- First tankōbon volume cover

おじさんはカワイイものがお好き。 (Ojisan wa Kawaii Mono ga Osuki)
- Genre: Comedy
- Written by: Tsutomu
- Published by: Flex Comix
- Imprint: Polaris Comics
- Magazine: Comic Polaris
- Original run: July 6, 2017 – present
- Volumes: 12

Pops Loves Kawaii Stuff
- Directed by: Izuru Kumasaka
- Written by: Fumi Tsubota
- Music by: Akihiro Manabe
- Studio: Daiei TV; ytv;
- Original network: NNS (ytv, Nippon TV)
- Original run: August 13, 2020 – September 10, 2020
- Episodes: 5
- Directed by: Tomoe Makino
- Written by: Yū Sato
- Music by: Arisa Okehazama [ja]
- Studio: Liden Films
- Licensed by: CrunchyrollSEA: Medialink;
- Original network: Tokyo MX, ytv, BS Asahi
- Original run: October 4, 2026 – scheduled

= Uncle's Obsession with Cute Things =

Japanese manga series

Uncle's Obsession with Cute Things (おじさんはカワイイものがお好き。, Ojisan wa Kawaii Mono ga Osuki) is a Japanese manga series written and illustrated by Tsutomu. It has been serialized online via Flex Comix's Comic Polaris website since July 2017 and has been collected in twelve tankōbon volumes. A television drama adaptation aired from August to September 2020, and an anime television series adaptation produced by Liden Films is set to premiere in October 2026.

==Plot==
Mitsutaka Oji is a handsome 42-year-old man. However, he harbors a secret: he likes small and cute things, particularly the mascot character Pagtaro, which is a secret he struggles to keep.

==Characters==
- Mitsutaka Oji (小路三貴, Oji Mitsutaka)

Oji is a 41-year-old salaryman and the chief manager of section 1 in his company. He secretly loves cute things, especially the mascot character Pagtaro, but hides it from others.
- Masumi Nii (仁井真純, Nii Masumi)

Masumi is Oji's nephew from the United States who moves in with him to pursue his dreams of becoming a manga artist.
- Wataru Naruto (鳴戸渡, Naruto Wataru)

Naruto is the chief manager of section 2 at Oji's company. He views Oji as a rival and attempts to sabotage his reputation. He secretly loves cats and is unsuccessful in getting close to them.
- Kenta Kawai (河合ケンタ, Kawai Kenta)

Kawai is man who Oji meets. Like Oji, he also loves cute things, especially the mascot series Bear's School.

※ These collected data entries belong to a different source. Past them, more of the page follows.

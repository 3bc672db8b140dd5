//! Typed values stored on the blackboard and embedded in conditions and effects.

use serde::{Deserialize, Serialize};

use crate::error::{HtnError, Result};
use crate::limits::MAX_STRING_LEN;

/// Opaque handle to something owned outside the world state.
///
/// Only the number is stored, so a copied world state never dangles.
#[derive(Debug, Clone, Copy, PartialEq, Eq, Hash, PartialOrd, Ord, Serialize, Deserialize)]
pub struct Handle(pub u64);

/// Discriminant of a [`Value`].
#[derive(Debug, Clone, Copy, PartialEq, Eq, Hash, Serialize, Deserialize)]
#[serde(rename_all = "snake_case")]
pub enum ValueKind {
    Int,
    Int64,
    Float,
    Float64,
    Bool,
    String,
    Pointer,
    Vec2,
    Vec3,
}

impl ValueKind {
    /// Returns true for `Int` and `Int64`.
    pub fn is_integer(&self) -> bool {
        matches!(self, ValueKind::Int | ValueKind::Int64)
    }
}

/// A typed world-state value.
#[derive(Debug, Clone, PartialEq, Serialize, Deserialize)]
#[serde(tag = "type", content = "value", rename_all = "snake_case")]
pub enum Value {
    Int(i32),
    Int64(i64),
    Float(f32),
    Float64(f64),
    Bool(bool),
    String(String),
    Pointer(Handle),
    Vec2([f32; 2]),
    Vec3([f32; 3]),
}

impl Value {
    /// Build a string value, rejecting strings over [`MAX_STRING_LEN`] bytes.
    pub fn string(s: impl Into<String>) -> Result<Self> {
        let s = s.into();
        check_string_len(&s)?;
        Ok(Value::String(s))
    }

    /// The variant tag of this value.
    pub fn kind(&self) -> ValueKind {
        match self {
            Value::Int(_) => ValueKind::Int,
            Value::Int64(_) => ValueKind::Int64,
            Value::Float(_) => ValueKind::Float,
            Value::Float64(_) => ValueKind::Float64,
            Value::Bool(_) => ValueKind::Bool,
            Value::String(_) => ValueKind::String,
            Value::Pointer(_) => ValueKind::Pointer,
            Value::Vec2(_) => ValueKind::Vec2,
            Value::Vec3(_) => ValueKind::Vec3,
        }
    }

    /// Numeric view used by comparisons and `add` effects.
    ///
    /// Booleans read as 1.0/0.0 and handles as their raw number. Strings
    /// and vectors have no scalar reading and yield 0.0.
    pub fn as_f64(&self) -> f64 {
        match self {
            Value::Int(v) => *v as f64,
            Value::Int64(v) => *v as f64,
            Value::Float(v) => *v as f64,
            Value::Float64(v) => *v,
            Value::Bool(v) => {
                if *v {
                    1.0
                } else {
                    0.0
                }
            }
            Value::Pointer(h) => h.0 as f64,
            Value::String(_) | Value::Vec2(_) | Value::Vec3(_) => 0.0,
        }
    }

    /// Returns true for kinds with a meaningful numeric reading: numbers,
    /// booleans and handles.
    pub fn is_scalar(&self) -> bool {
        !matches!(self, Value::String(_) | Value::Vec2(_) | Value::Vec3(_))
    }

    /// Exact integer view for `Int` and `Int64`.
    pub fn as_i64(&self) -> Option<i64> {
        match self {
            Value::Int(v) => Some(*v as i64),
            Value::Int64(v) => Some(*v),
            _ => None,
        }
    }

    pub fn as_bool(&self) -> Option<bool> {
        match self {
            Value::Bool(v) => Some(*v),
            _ => None,
        }
    }

    pub fn as_str(&self) -> Option<&str> {
        match self {
            Value::String(s) => Some(s),
            _ => None,
        }
    }

    /// Check the string bound for `String` values; other kinds always pass.
    pub fn validate(&self) -> Result<()> {
        match self {
            Value::String(s) => check_string_len(s),
            _ => Ok(()),
        }
    }
}

pub(crate) fn check_string_len(s: &str) -> Result<()> {
    if s.len() > MAX_STRING_LEN {
        return Err(HtnError::StringTooLong {
            len: s.len(),
            max: MAX_STRING_LEN,
        });
    }
    Ok(())
}

impl From<i32> for Value {
    fn from(v: i32) -> Self {
        Value::Int(v)
    }
}

impl From<i64> for Value {
    fn from(v: i64) -> Self {
        Value::Int64(v)
    }
}

impl From<f32> for Value {
    fn from(v: f32) -> Self {
        Value::Float(v)
    }
}

impl From<f64> for Value {
    fn from(v: f64) -> Self {
        Value::Float64(v)
    }
}

impl From<bool> for Value {
    fn from(v: bool) -> Self {
        Value::Bool(v)
    }
}

impl From<Handle> for Value {
    fn from(h: Handle) -> Self {
        Value::Pointer(h)
    }
}

impl From<[f32; 2]> for Value {
    fn from(v: [f32; 2]) -> Self {
        Value::Vec2(v)
    }
}

impl From<[f32; 3]> for Value {
    fn from(v: [f32; 3]) -> Self {
        Value::Vec3(v)
    }
}

#[cfg(test)]
mod tests {
    use super::*;

    #[test]
    fn test_numeric_view() {
        assert_eq!(Value::Int(7).as_f64(), 7.0);
        assert_eq!(Value::Float(0.5).as_f64(), 0.5);
        assert_eq!(Value::Bool(true).as_f64(), 1.0);
        assert_eq!(Value::Bool(false).as_f64(), 0.0);
        assert_eq!(Value::Pointer(Handle(42)).as_f64(), 42.0);
        assert_eq!(Value::Vec3([1.0, 2.0, 3.0]).as_f64(), 0.0);
    }

    #[test]
    fn test_string_bound() {
        assert!(Value::string("sword").is_ok());
        let long = "x".repeat(MAX_STRING_LEN + 1);
        assert_eq!(
            Value::string(long),
            Err(HtnError::StringTooLong {
                len: MAX_STRING_LEN + 1,
                max: MAX_STRING_LEN
            })
        );
    }

    #[test]
    fn test_kind_and_integer_view() {
        assert!(Value::from(3i64).kind().is_integer());
        assert!(!Value::from(3.0f64).kind().is_integer());
        assert_eq!(Value::Int(-4).as_i64(), Some(-4));
        assert_eq!(Value::Float64(4.0).as_i64(), None);
    }

    #[test]
    fn test_serde_shape() {
        let json = serde_json::to_value(Value::Bool(true)).unwrap();
        assert_eq!(json, serde_json::json!({"type": "bool", "value": true}));
    }
}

- Rio Moriko (茂科莉央, Moriko Rio)

Moriko is a subordinate under Oji's division.
- Miku Usuma (臼間未来, Usuma Miku)

Usuma is a subordinate under Oji's division.
- Haruo Kiba (木庭春生, Kiba Haruo)

Kiba is a subordinate under Oji's division.
- Hoho Takebayashi (武林穂歩, Takebayashi Hoho)

Takebayashi is Oji's ex-wife and former boss.
- Tōji Furū (古宇東二, Furū Tōji)

- Pugtaro (パグ太郎)

- Bosskichi (ボス吉, Bosukichi)

- Anne (アン, An)

- Carrie (キャリー, Kyarī)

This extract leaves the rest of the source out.